* Provided records
##########
fn compare_values(a: &Value, b: &Value) -> Option<Ordering> {
    match (a, b) {
        (Value::Number(x), Value::Number(y)) => x.as_f64()?.partial_cmp(&y.as_f64()?),
        (Value::String(x), Value::String(y)) => Some(x.cmp(y)),
        (Value::Bool(x), Value::Bool(y)) => Some(x.cmp(y)),
        (Value::Null, Value::Null) => Some(Ordering::Equal),
        _ => None,
    }
}

fn values_equal(a: &Value, b: &Value) -> bool {
    compare_values(a, b) == Some(Ordering::Equal) || a == b
}

fn matches_filter(document: &ResultRecord, filter: &Value) -> anyhow::Result<bool> {
    let conditions = match filter {
        Value::Null => return Ok(true),
        Value::Object(conditions) => conditions,
        _ => bail!("filter must be an object"),
    };

    for (key, condition) in conditions {
        let matched = match key.as_str() {
            "$and" => {
                let mut all = true;
                for sub in as_array(condition, "$and")? {
                    all &= matches_filter(document, sub)?;
                }
                all
            }
            "$or" => {
                let mut any = false;
                for sub in as_array(condition, "$or")? {
                    any |= matches_filter(document, sub)?;
                }
                any
            }
            _ => matches_condition(lookup(document, key), condition)?,
        };
        if !matched {
            return Ok(false);
        }
    }
    Ok(true)
}

fn as_array<'a>(value: &'a Value, operator: &str) -> anyhow::Result<&'a Vec<Value>> {
    value
        .as_array()
        .ok_or_else(|| anyhow::anyhow!("{} expects an array", operator))
}

fn is_operator_object(value: &Value) -> bool {
    match value {
        Value::Object(map) => !map.is_empty() && map.keys().all(|k| k.starts_with('$')),
        _ => false,
    }
}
##########
Once you have read the records, repeat them all exactly.

fn compare_values(a: &Value, b: &Value) -> Option<Ordering> {
    match (a, b) {
        (Value::Number(x), Value::Number(y)) => x.as_f64()?.partial_cmp(&y.as_f64()?),
        (Value::String(x), Value::String(y)) => Some(x.cmp(y)),
        (Value::Bool(x), Value::Bool(y)) => Some(x.cmp(y)),
        (Value::Null, Value::Null) => Some(Ordering::Equal),
        _ => None,
    }
}

fn values_equal(a: &Value, b: &Value) -> bool {
    compare_values(a, b) == Some(Ordering::Equal) || a == b
}

fn matches_filter(document: &ResultRecord, filter: &Value) -> anyhow::Result<bool> {
    let conditions = match filter {
        Value::Null => return Ok(true),
        Value::Object(conditions) => conditions,
        _ => bail!("filter must be an object"),
    };

    for (key, condition) in conditions {
        let matched = match key.as_str() {
            "$and" => {
                let mut all = true;
                for sub in as_array(condition, "$and")? {
                    all &= matches_filter(document, sub)?;
                }
                all
            }
            "$or" => {
                let mut any = false;
                for sub in as_array(condition, "$or")? {
                    any |= matches_filter(document, sub)?;
                }
                any
            }
            _ => matches_condition(lookup(document, key), condition)?,
        };
        if !matched {
            return Ok(false);
        }
    }
    Ok(true)
}

fn as_array<'a>(value: &'a Value, operator: &str) -> anyhow::Result<&'a Vec<Value>> {
    value
        .as_array()
        .ok_or_else(|| anyhow::anyhow!("{} expects an array", operator))
}

fn is_operator_object(value: &Value) -> bool {
    match value {
        Value::Object(map) => !map.is_empty() && map.keys().all(|k| k.starts_with('$')),
        _ => false,
    }
}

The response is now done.